Please see my new work in National Geographic Magazine which will be published in the August, 2017 issue of the magazine about an elephant sanctuary in Northern Kenya. What makes it so special is that it is owned and operated by the indigenous Samburu community. It was a privilege to be allowed into this sacred place. In a world where we often focus only on the things that divide us, it’s important also to talk about the solutions and a way forward. The indigenous people living side by side to the wildlife hold the keys to saving what is left. Please considering visiting Kenya or even contributing to the sanctuary. Link is at end of this story.
Thinking about end of year contributions? One powerful way to make a difference is to support the work of The Nature Conservancy in Africa. Last summer, I visited the 56,000 acres of Loisaba Wildlife Conservancy in northern Kenya and learned about the variety of ways TNC is working with local communities to protect elephants and their vital ecosystems.
Bloodhounds like Warrior and Machine, 200 plus pounds of slobbery goodness, are the unlikely best friends of elephants. More than 25,000 elephants are killed each year for their ivory, and the tracker dogs are an important part of anti-poaching security forces working to protect these gentle giants.
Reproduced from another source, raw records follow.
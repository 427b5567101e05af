//! Fixed-capacity registry of the subscriptions to restore after a reconnect.

use heapless::{String, Vec};

use super::codec::QoS;
use super::error::Error;

/// Maximum number of subscriptions tracked for automatic resubscription.
pub const MAX_SUBSCRIPTIONS: usize = 8;

/// Maximum length in bytes of a topic name or topic filter.
pub const MAX_TOPIC_LEN: usize = 128;

/// One tracked topic filter.
#[derive(Debug, Clone, PartialEq, Eq)]
pub struct Subscription {
    /// Topic filter, possibly with `+`/`#` wildcards.
    pub filter: String<MAX_TOPIC_LEN>,
    /// Requested QoS.
    pub qos: QoS,
}

/// Outcome of [`Subscriptions::record`].
#[derive(Debug, Clone, Copy, PartialEq, Eq)]
pub enum Recorded {
    /// A new entry was appended.
    Inserted,
    /// The filter was already present; its QoS was replaced.
    Updated,
    /// The registry is full; the filter will not be restored on reconnect.
    Dropped,
}

/// Insertion-ordered set of subscriptions, deduplicated by exact filter.
///
/// Entries are never removed; replay order is insertion order.
///
/// ```rust
/// use libmqtt::network::application::mqtt::subscriptions::{Recorded, Subscriptions};
/// use libmqtt::network::application::mqtt::QoS;
///
/// let mut subs = Subscriptions::new();
/// assert_eq!(subs.record("a/b", QoS::AtMostOnce), Ok(Recorded::Inserted));
/// assert_eq!(subs.record("a/b", QoS::AtLeastOnce), Ok(Recorded::Updated));
/// assert_eq!(subs.len(), 1);
/// assert_eq!(subs.iter().next().unwrap().qos, QoS::AtLeastOnce);
/// ```
#[derive(Debug, Default)]
pub struct Subscriptions {
    entries: Vec<Subscription, MAX_SUBSCRIPTIONS>,
}

impl Subscriptions {
    /// Create an empty registry.
    pub fn new() -> Self {
        Self {
            entries: Vec::new(),
        }
    }

    /// Track `filter` at `qos`.
    ///
    /// A full registry is not an error: the outcome is
    /// [`Recorded::Dropped`] and existing entries are untouched.
    pub fn record(&mut self, filter: &str, qos: QoS) -> Result<Recorded, Error> {
        if let Some(existing) = self.entries.iter_mut().find(|s| s.filter == filter) {
            existing.qos = qos;
            return Ok(Recorded::Updated);
        }
        if self.entries.is_full() {
            log::warn!("mqtt: subscription registry full, {} will not be restored", filter);
            return Ok(Recorded::Dropped);
        }
        let filter = String::try_from(filter).map_err(|_| Error::TopicTooLong)?;
        if self.entries.push(Subscription { filter, qos }).is_err() {
            return Ok(Recorded::Dropped);
        }
        Ok(Recorded::Inserted)
    }

    /// Send every entry through `send`, in insertion order.
    ///
    /// Stops at the first failure and returns it; the registry itself is
    /// left unchanged either way.
    pub fn replay<F, E>(&self, send: F) -> Result<(), E>
    where
        F: FnMut(&Subscription) -> Result<(), E>,
    {
        self.entries.iter().try_for_each(send)
    }

    /// Iterate entries in insertion order.
    pub fn iter(&self) -> impl Iterator<Item = &Subscription> {
        self.entries.iter()
    }

    /// Number of tracked subscriptions.
    pub fn len(&self) -> usize {
        self.entries.len()
    }

    /// `true` when nothing is tracked.
    pub fn is_empty(&self) -> bool {
        self.entries.is_empty()
    }
}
In addition to being an integral part of this landscape, elephants keep forests and grasslands healthy for other species, including humans. They are a cornerstone of the tourism industry, which provides jobs and income for thousands of Kenyans. See my photos and writing in National Geographic’s A Voice for Elephants.
Kilifi is an 18-month-old rhino that Kamara is currently hand-raising along with three other baby rhinos at Lewa Wildlife Conservancy in Kenya. Kamara spends 12 hours every day, sometimes in pouring rain, watching over the vulnerable baby rhinos. He calls them his children. He is part of the reason Kenya’s black rhinos, whose population had plummeted to near extinction, are doing so well here. Much needed attention has been focused on the plight of wildlife and the conflict between heavily armed poachers and increasingly militarized wildlife rangers. But very little has been said about the indigenous communities on the front lines of the poaching wars and the incredible work they do to protect these animals. These communities hold the key to saving Africa’s great animals. —Ami Vitale
Beginning July 6th, we launched a limited print sale of the touching photo of “Kamara and Kilifi” featured on National Geographic. All proceeds will go to Lewa Wildlife Conservancy and Northern Rangelands Trust in Kenya to support their powerful work protecting both the endangered wildlife and the people of Northern Kenya. This is a tremendously hopeful story and your support will help rangers, including Kamara, continue this important work.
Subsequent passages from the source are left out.